Leybold Lenard's Tube
Tube de Lenard
Lenardröhre
Philipp Eduard Anton von Lenard (1862-1947) was a Hungarian-German experimental physicist
who received the Nobel Prize in Physics in 1905 for his work on cathode rays.
Lenard added a thin aluminum window to the basic Crookes tube. The window's foil was thick
enough to maintain the vacuum inside the tube, yet thin enough to allow the cathode rays to pass out of it.
It thus became possible to study the cathode rays, and also the fluorescence they caused, outside the discharge
tube, on pieces of paper that had been soaking in a barium platinocyanide solution to glow. Lenard concluded from
his experiments that the cathode rays were propagated through the air for distances of the order of a decimetre
and that they travel in a vacuum for several metres without being weakened. Lenard had unknowingly discovered
the first evidence for X-rays but failed to investigate the strange phenomenon further.

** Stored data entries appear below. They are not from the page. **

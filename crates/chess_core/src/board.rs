use crate::error::MoveError;
use crate::movegen::legal_moves;
use crate::types::*;

#[derive(Clone, Copy, Debug, Default, PartialEq, Eq, Hash)]
pub struct CastlingRights {
    pub wk: bool,
    pub wq: bool,
    pub bk: bool,
    pub bq: bool,
}

impl CastlingRights {
    pub const ALL: CastlingRights = CastlingRights {
        wk: true,
        wq: true,
        bk: true,
        bq: true,
    };

    pub fn any(&self) -> bool {
        self.wk || self.wq || self.bk || self.bq
    }

    fn clear_side(&mut self, c: Color) {
        match c {
            Color::White => {
                self.wk = false;
                self.wq = false;
            }
            Color::Black => {
                self.bk = false;
                self.bq = false;
            }
        }
    }

    /// Drops the right tied to a rook home square, if `sq` is one.
    fn clear_rook_square(&mut self, sq: u8) {
        match sq {
            0 => self.wq = false,
            7 => self.wk = false,
            56 => self.bq = false,
            63 => self.bk = false,
            _ => {}
        }
    }
}

/// Complete chess position, a1 = 0 through h8 = 63.
#[derive(Clone, Debug, PartialEq, Eq)]
pub struct Position {
    pub board: [Option<Piece>; 64],
    pub side_to_move: Color,
    pub castling: CastlingRights,
    pub en_passant: Option<u8>, // square behind a pawn that just advanced 2
    pub halfmove_clock: u32,
    pub fullmove_number: u32,
}

/// Identity of a position for repetition counting. Clocks are excluded.
#[derive(Clone, Debug, PartialEq, Eq, Hash)]
pub struct RepetitionKey {
    board: [Option<Piece>; 64],
    side_to_move: Color,
    castling: CastlingRights,
    en_passant: Option<u8>,
}

#[derive(Clone, Debug)]
pub(crate) struct Undo {
    captured: Option<Piece>,
    castling: CastlingRights,
    en_passant: Option<u8>,
    halfmove_clock: u32,
    fullmove_number: u32,
    moved_piece: Piece,
    rook_move: Option<(u8, u8)>,
    ep_captured_sq: Option<u8>,
}

pub(crate) const KNIGHT_DELTAS: [(i8, i8); 8] = [
    (1, 2),
    (2, 1),
    (-1, 2),
    (-2, 1),
    (1, -2),
    (2, -1),
    (-1, -2),
    (-2, -1),
];
pub(crate) const KING_DELTAS: [(i8, i8); 8] = [
    (1, 1),
    (1, 0),
    (1, -1),
    (0, 1),
    (0, -1),
    (-1, 1),
    (-1, 0),
    (-1, -1),
];
pub(crate) const DIAGONALS: [(i8, i8); 4] = [(1, 1), (1, -1), (-1, 1), (-1, -1)];
pub(crate) const ORTHOGONALS: [(i8, i8); 4] = [(1, 0), (-1, 0), (0, 1), (0, -1)];

/// Rook squares moved by a castling king, keyed on the king's path.
fn castle_rook_squares(color: Color, from: u8, to: u8) -> Option<(u8, u8)> {
    match (color, from, to) {
        (Color::White, 4, 6) => Some((7, 5)),
        (Color::White, 4, 2) => Some((0, 3)),
        (Color::Black, 60, 62) => Some((63, 61)),
        (Color::Black, 60, 58) => Some((56, 59)),
        _ => None,
    }
}

impl Position {
    pub fn empty() -> Self {
        Position {
            board: [None; 64],
            side_to_move: Color::White,
            castling: CastlingRights::default(),
            en_passant: None,
            halfmove_clock: 0,
            fullmove_number: 1,
        }
    }

    pub fn startpos() -> Self {
        let mut p = Position {
            castling: CastlingRights::ALL,
            ..Position::empty()
        };

        let back = [
            PieceKind::Rook,
            PieceKind::Knight,
            PieceKind::Bishop,
            PieceKind::Queen,
            PieceKind::King,
            PieceKind::Bishop,
            PieceKind::Knight,
            PieceKind::Rook,
        ];
        for (f, &kind) in back.iter().enumerate() {
            p.board[f] = Some(Piece::new(Color::White, kind));
            p.board[8 + f] = Some(Piece::new(Color::White, PieceKind::Pawn));
            p.board[48 + f] = Some(Piece::new(Color::Black, PieceKind::Pawn));
            p.board[56 + f] = Some(Piece::new(Color::Black, kind));
        }
        p
    }

    pub fn king_sq(&self, c: Color) -> Option<u8> {
        let king = Some(Piece::new(c, PieceKind::King));
        (0..64u8).find(|&s| self.board[s as usize] == king)
    }

    pub fn piece_at(&self, sq: u8) -> Option<Piece> {
        self.board[sq as usize]
    }
    pub fn set_piece(&mut self, sq: u8, pc: Option<Piece>) {
        self.board[sq as usize] = pc;
    }

    /// Occupied squares with their pieces, a1 first.
    pub fn pieces(&self) -> impl Iterator<Item = (u8, Piece)> + '_ {
        self.board
            .iter()
            .enumerate()
            .filter_map(|(i, pc)| pc.map(|p| (i as u8, p)))
    }

    /// A side without a king is never in check; this keeps rules-relaxed
    /// positions classifiable.
    pub fn in_check(&self, c: Color) -> bool {
        match self.king_sq(c) {
            Some(ksq) => self.is_square_attacked(ksq, c.other()),
            None => false,
        }
    }

    fn holds(&self, s: Option<u8>, by: Color, kinds: &[PieceKind]) -> bool {
        match s.and_then(|s| self.piece_at(s)) {
            Some(pc) => pc.color == by && kinds.contains(&pc.kind),
            None => false,
        }
    }

    fn ray_hits(&self, target: u8, by: Color, dirs: &[(i8, i8)], kinds: &[PieceKind]) -> bool {
        let (tf, tr) = (file_of(target), rank_of(target));
        for &(df, dr) in dirs {
            let (mut f, mut r) = (tf + df, tr + dr);
            while let Some(s) = sq(f, r) {
                if let Some(pc) = self.piece_at(s) {
                    if pc.color == by && kinds.contains(&pc.kind) {
                        return true;
                    }
                    break;
                }
                f += df;
                r += dr;
            }
        }
        false
    }

    pub fn is_square_attacked(&self, target: u8, by: Color) -> bool {
        let (tf, tr) = (file_of(target), rank_of(target));

        // A pawn attacks from one rank behind its direction of travel.
        let behind = -by.forward();
        if self.holds(sq(tf - 1, tr + behind), by, &[PieceKind::Pawn])
            || self.holds(sq(tf + 1, tr + behind), by, &[PieceKind::Pawn])
        {
            return true;
        }

        let steppers = [
            (&KNIGHT_DELTAS, PieceKind::Knight),
            (&KING_DELTAS, PieceKind::King),
        ];
        for (deltas, kind) in steppers {
            if deltas
                .iter()
                .any(|&(df, dr)| self.holds(sq(tf + df, tr + dr), by, &[kind]))
            {
                return true;
            }
        }

        self.ray_hits(target, by, &DIAGONALS, &[PieceKind::Bishop, PieceKind::Queen])
            || self.ray_hits(target, by, &ORTHOGONALS, &[PieceKind::Rook, PieceKind::Queen])
    }

    /// The en-passant square only counts when a capture onto it is legal.
    pub fn repetition_key(&self) -> RepetitionKey {
        let en_passant = self
            .en_passant
            .filter(|_| legal_moves(self).iter().any(|m| m.is_en_passant));
        RepetitionKey {
            board: self.board,
            side_to_move: self.side_to_move,
            castling: self.castling,
            en_passant,
        }
    }

    /// Finds the legal move matching `mv` by squares and promotion piece.
    /// A pawn reaching the last rank without a promotion piece promotes to a queen.
    pub fn find_legal(&self, mv: Move) -> Option<Move> {
        if mv.from > 63 || mv.to > 63 {
            return None;
        }
        let wanted = Move {
            promo: mv.promo.or_else(|| self.implied_promotion(mv)),
            ..mv
        };
        legal_moves(self).into_iter().find(|m| m.same_squares(&wanted))
    }

    fn implied_promotion(&self, mv: Move) -> Option<PieceKind> {
        let pc = self.piece_at(mv.from)?;
        let last_rank = pc.color.other().back_rank();
        (pc.kind == PieceKind::Pawn && rank_of(mv.to) == last_rank).then_some(PieceKind::Queen)
    }

    /// Applies a legal move and returns the resulting position.
    pub fn apply_move(&self, mv: Move) -> Result<Position, MoveError> {
        let legal = self.find_legal(mv).ok_or_else(|| MoveError::Illegal {
            mv: mv.to_string(),
            fen: self.to_fen(),
        })?;
        let mut next = self.clone();
        next.make_move(legal);
        Ok(next)
    }

    /// Applies a move with rules relaxed: the from-square only has to be
    /// occupied. Castling and en-passant side effects follow the move's shape.
    pub fn apply_relaxed(&self, mv: Move) -> Result<Position, MoveError> {
        if mv.from == mv.to || mv.from > 63 || mv.to > 63 {
            return Err(MoveError::Malformed(mv.to_string()));
        }
        let moved = self
            .piece_at(mv.from)
            .ok_or_else(|| MoveError::EmptySquare(sq_to_coord(mv.from)))?;

        let shaped = match self.find_legal(mv) {
            Some(legal) => legal,
            None => self.shape_relaxed(mv, moved),
        };
        let mut next = self.clone();
        next.make_move(shaped);
        Ok(next)
    }

    fn shape_relaxed(&self, mv: Move, moved: Piece) -> Move {
        let mut shaped = Move::new(mv.from, mv.to);
        shaped.promo = mv.promo;
        shaped.is_capture = self.piece_at(mv.to).is_some();
        match moved.kind {
            PieceKind::King => {
                let rook = Some(Piece::new(moved.color, PieceKind::Rook));
                shaped.is_castle = castle_rook_squares(moved.color, mv.from, mv.to)
                    .is_some_and(|(rf, _)| self.piece_at(rf) == rook);
            }
            PieceKind::Pawn => {
                let diagonal = file_of(mv.from) != file_of(mv.to);
                shaped.is_en_passant =
                    diagonal && !shaped.is_capture && self.en_passant == Some(mv.to);
                shaped.is_capture |= shaped.is_en_passant;
            }
            _ => {}
        }
        shaped
    }

    pub(crate) fn make_move(&mut self, mv: Move) -> Undo {
        let (from, to) = (mv.from, mv.to);
        let moved = self.piece_at(from).expect("no piece on from-square");
        let mut captured = self.piece_at(to);
        let undo_base = (
            self.castling,
            self.en_passant,
            self.halfmove_clock,
            self.fullmove_number,
        );

        self.en_passant = None;
        let mut reset_hmc = moved.kind == PieceKind::Pawn || captured.is_some();

        let mut ep_captured_sq = None;
        if mv.is_en_passant {
            // The captured pawn sits beside the mover, behind the target square.
            if let Some(cs) = sq(file_of(to), rank_of(to) - moved.color.forward()) {
                captured = self.piece_at(cs);
                self.set_piece(cs, None);
                ep_captured_sq = Some(cs);
                reset_hmc = true;
            }
        }

        self.set_piece(from, None);
        self.set_piece(to, Some(moved));

        if moved.kind == PieceKind::Pawn && rank_of(to) == moved.color.other().back_rank() {
            let promo = mv.promo.unwrap_or(PieceKind::Queen);
            self.set_piece(to, Some(Piece::new(moved.color, promo)));
        }

        let mut rook_move = None;
        if mv.is_castle && moved.kind == PieceKind::King {
            if let Some((rf, rt)) = castle_rook_squares(moved.color, from, to) {
                if let Some(rook) = self.piece_at(rf) {
                    self.set_piece(rf, None);
                    self.set_piece(rt, Some(rook));
                    rook_move = Some((rf, rt));
                }
            }
        }

        if moved.kind == PieceKind::King {
            self.castling.clear_side(moved.color);
        }
        if moved.kind == PieceKind::Rook {
            self.castling.clear_rook_square(from);
        }
        if captured.is_some_and(|cp| cp.kind == PieceKind::Rook) {
            self.castling.clear_rook_square(to);
        }

        if moved.kind == PieceKind::Pawn && (rank_of(to) - rank_of(from)).abs() == 2 {
            self.en_passant = sq(file_of(from), (rank_of(from) + rank_of(to)) / 2);
        }

        self.halfmove_clock = if reset_hmc {
            0
        } else {
            self.halfmove_clock + 1
        };
        if self.side_to_move == Color::Black {
            self.fullmove_number += 1;
        }
        self.side_to_move = self.side_to_move.other();

        let (castling, en_passant, halfmove_clock, fullmove_number) = undo_base;
        Undo {
            captured,
            castling,
            en_passant,
            halfmove_clock,
            fullmove_number,
            moved_piece: moved,
            rook_move,
            ep_captured_sq,
        }
    }

    pub(crate) fn unmake_move(&mut self, mv: Move, undo: Undo) {
        self.side_to_move = self.side_to_move.other();
        self.castling = undo.castling;
        self.en_passant = undo.en_passant;
        self.halfmove_clock = undo.halfmove_clock;
        self.fullmove_number = undo.fullmove_number;

        if let Some((rf, rt)) = undo.rook_move {
            let rook = self.piece_at(rt);
            self.set_piece(rt, None);
            self.set_piece(rf, rook);
        }

        // Restoring the moved piece also undoes any promotion.
        self.set_piece(mv.to, None);
        self.set_piece(mv.from, Some(undo.moved_piece));

        match undo.ep_captured_sq {
            Some(cs) => self.set_piece(cs, undo.captured),
            None => self.set_piece(mv.to, undo.captured),
        }
    }
}

#[cfg(test)]
#[path = "board_tests.rs"]
mod board_tests;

Lenard later claimed
that he, rather than Röntgen, should be honored as the discoverer of X-rays.
• Philipp E. A. von Lenard,
On cathode rays, Nobel Lecture, May 28, 1906.
• Antje Kniest & Joachim Seibert,
Blick in die Laborbücher des Physikers Philipp Lenard, Kultur & Technik, 1/1995.
• Leybold - Gerätekarte • Directions for Use
• Mode d'Emploi.

Longueur • Length • Länge : 35 cm • 13" 3/4
Hauteur • Height • Höhe : 19.5 cm • 7" 5/8

Philipp Lenard's drawing of his tube from the 1894 publication.


The thin aluminum foil on the front to cover the tiny holes and to let pass the cathode rays a
few centimeters into the open air.



This tube from another private collection has had the lacquer removed to reveal the inner electrodes.

The base is open and bored for a stopper, and the tube would be run with a vacuum pump to show
the effects of lowering the vacuum right down to the degree of evacuation when the tube will produce cathode rays.